Certains athlètes choisissent d'ailleurs de décaler leur mois de jeûne afin de disposer de l'intégralité de leurs capacités physiques. Ce fut le cas du milieu offensif belge Nacer Chadli juste avant la Coupe du monde de football en 2014 ou encore des joueurs musulmans de l'équipe de France pendant l'Euro 2016. "Le Ramadan est un choix très personnel, il n’y a aucune obligation de le faire. Le principe du ramadan n’est pas de se faire violence, le jeûne est recommandé pour ceux qui en sont capables", déclarait d'ailleurs la Grande mosquée de Paris auprès du Figaro en 2014. L'islam permet également de compenser chaque jour non jeûné en procédant à des dons de nourriture à destination des plus démunies. 

Des risques de blessures 

Quant à ceux qui préféreraient observer le Ramadan en temps et en heure, certains risquent doivent être considérés, rappelle à Europe 1 Nicolas Aubineau, nutritionniste et diététicien du sport. "Quand on s'entraîne dans la journée, il faut régénérer l'organisme de manière optimale pour que le corps reprenne son efficience globale. Si on refait mal les réservoirs énergétiques, et notamment le stock de glycogène, si on reconstruit mal le tissu musculaire, on peut avoir des déficiences et des risques de blessures", souligne-t-il. Concrètement, l'absorption trop faible de nutriments au terme d'un effort physique acidifie le corps humain et le rend alors plus vulnérable aux inflammations. 

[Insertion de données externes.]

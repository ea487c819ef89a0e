//! Fixed demo seed data.
//!
//! Demo mode substitutes simulated identity and content for the real
//! external services. The seed sets are code-defined and constant:
//! `initialize_demo_data` REPLACES the live lists with these, so seeding is
//! idempotent by construction.

use crate::model::{Difficulty, Guild, Profile, Quest, QuestKind};

/// The profile demo mode "logs in" as.
pub fn demo_profile() -> Profile {
    Profile::new("demo-user", "Demo Adventurer")
        .with_picture("https://picsum.photos/100/100?random=999")
        .with_status("Exploring the magical world of DeFi!")
}

/// Seed quest set: one per cadence bucket, at various stages.
pub fn demo_quests() -> Vec<Quest> {
    vec![
        Quest {
            id: "1".to_string(),
            title: "Daily Savings Challenge".to_string(),
            description: "Save 50 USDC today to unlock bonus rewards".to_string(),
            reward: 25,
            progress: 75,
            difficulty: Difficulty::Easy,
            time_left: Some("4h 30m".to_string()),
            completed: false,
            kind: QuestKind::Daily,
        },
        Quest {
            id: "2".to_string(),
            title: "Weekly Accumulator".to_string(),
            description: "Reach 500 USDC in total savings this week".to_string(),
            reward: 100,
            progress: 45,
            difficulty: Difficulty::Medium,
            time_left: None,
            completed: false,
            kind: QuestKind::Weekly,
        },
        Quest {
            id: "3".to_string(),
            title: "Round-Up Master".to_string(),
            description: "Complete 10 round-up transactions".to_string(),
            reward: 50,
            progress: 30,
            difficulty: Difficulty::Easy,
            time_left: None,
            completed: false,
            kind: QuestKind::Special,
        },
    ]
}

/// Seed guild set: a single active guild most of the way to its goal.
pub fn demo_guilds() -> Vec<Guild> {
    vec![Guild {
        id: "1".to_string(),
        name: "Crypto Savers".to_string(),
        description: "Building wealth together through consistent savings".to_string(),
        members: vec![
            Profile::new("1", "Alice").with_picture("https://picsum.photos/40/40?random=1"),
            Profile::new("2", "Bob").with_picture("https://picsum.photos/40/40?random=2"),
            Profile::new("3", "Charlie").with_picture("https://picsum.photos/40/40?random=3"),
        ],
        goal_amount: 10_000.0,
        current_amount: 7_500.0,
        quest_active: true,
        created_at: "2024-01-01".to_string(),
    }]
}

#[cfg(test)]
mod tests {
    use super::*;

    #[test]
    fn test_seed_quests_are_well_formed() {
        let quests = demo_quests();
        assert_eq!(quests.len(), 3);
        for quest in &quests {
            assert!(!quest.completed);
            assert!(quest.progress <= 100);
            assert!(quest.reward > 0);
        }
        // Ids are unique.
        let mut ids: Vec<_> = quests.iter().map(|q| q.id.as_str()).collect();
        ids.dedup();
        assert_eq!(ids.len(), 3);
    }

    #[test]
    fn test_seed_guild_under_goal() {
        let guilds = demo_guilds();
        assert_eq!(guilds.len(), 1);
        assert!(guilds[0].current_amount < guilds[0].goal_amount);
        assert_eq!(guilds[0].members.len(), 3);
    }

    #[test]
    fn test_demo_profile_valid() {
        assert!(demo_profile().is_valid());
    }

    #[test]
    fn test_seeds_are_stable() {
        assert_eq!(demo_quests(), demo_quests());
        assert_eq!(demo_guilds(), demo_guilds());
    }
}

Thierry Blancon, préparateur physique et ancien entraîneur national d'athlétisme, pointe également la fatigue que peuvent ressentir les sportifs qui pratiquent le Ramadan. "Comme il n'est pas à date fixe, lorsqu'il tombe l'été, les plages de jeûne sont plus importantes. Et les athlètes prennent aussi sur leur sommeil car au coucher du soleil, il peut y avoir un moment festif, de réunion en famille. Il y a donc une perte de sommeil qui n'est pas favorable au sport de haut-niveau". 

Le corps médical veille au grain

Souvent bien conscients des risques qu'ils encourent, les sportifs musulmans mettent régulièrement en avant le volet spirituel du jeûne, primordial selon eux en période de compétition. "Il y a un aspect personnel à ne pas négliger. Jeûner peut être ressenti comme un besoin mental et donner de la force à un joueur. Si vous le privez de cela, il sera peut-être déçu et cela le perturbera sur la pelouse", confiait au Parisien Karim Haggui, ex-international tunisien, en 2018.  

Ces athlètes peuvent en général compter sur l'œil avisé du corps médical qui les entoure. "Sur les premières heures où ils peuvent s'alimenter, je leur conseille d'adopter des protocoles spécifiques de récupération avec des protéines, des glucides mais aussi des boissons spécialisées. On va aussi leur demander de s'hydrater tout au long de la nuit car l'eau permet de reconstruire les tissus", illustre Nicolas Aubineau.

Des entraînements adaptés

Quant aux entraîneurs, ils ont coutume d'établir, avec leurs poulains, des séances adaptées qui leur permettent de concilier ramadan et pratique sportive. Thierry Blancon se souvient des entraînements atypiques qu'il mettait au point avec Naman Keïta, médaillé de bronze aux Jeux d'Athènes en 2004 sur le 400m haies : "Tous les soirs, on attendait dans le stade que le jour tombe. Et une fois qu'il faisait nuit, il mangeait un petit sandwich et on commençait l'entraînement. C'était la formule que l'on s'était fixée".

Certains sportifs voient même dans le ramadan la solution idoine pour perdre du poids en vue d'une compétition, fait remarquer Thierry Blancon. Le jeûne peut donc être plus facile à appréhender en plein milieu d'un tournoi que lors d'une fenêtre d'entraînement intensif où la densité du travail foncier rend la récupération plus laborieuse. En parallèle, les grandes instances du sport prennent elles aussi des dispositions pour veiller au confort des athlètes musulmans. Dans le championnat anglais de football, les arbitres ont reçu pour consigne d'autoriser les joueurs qui le souhaitent à rompre le jeûne lors des matchs en soirée. Ils auront alors la possibilité de s'alimenter lors des arrêts de jeu.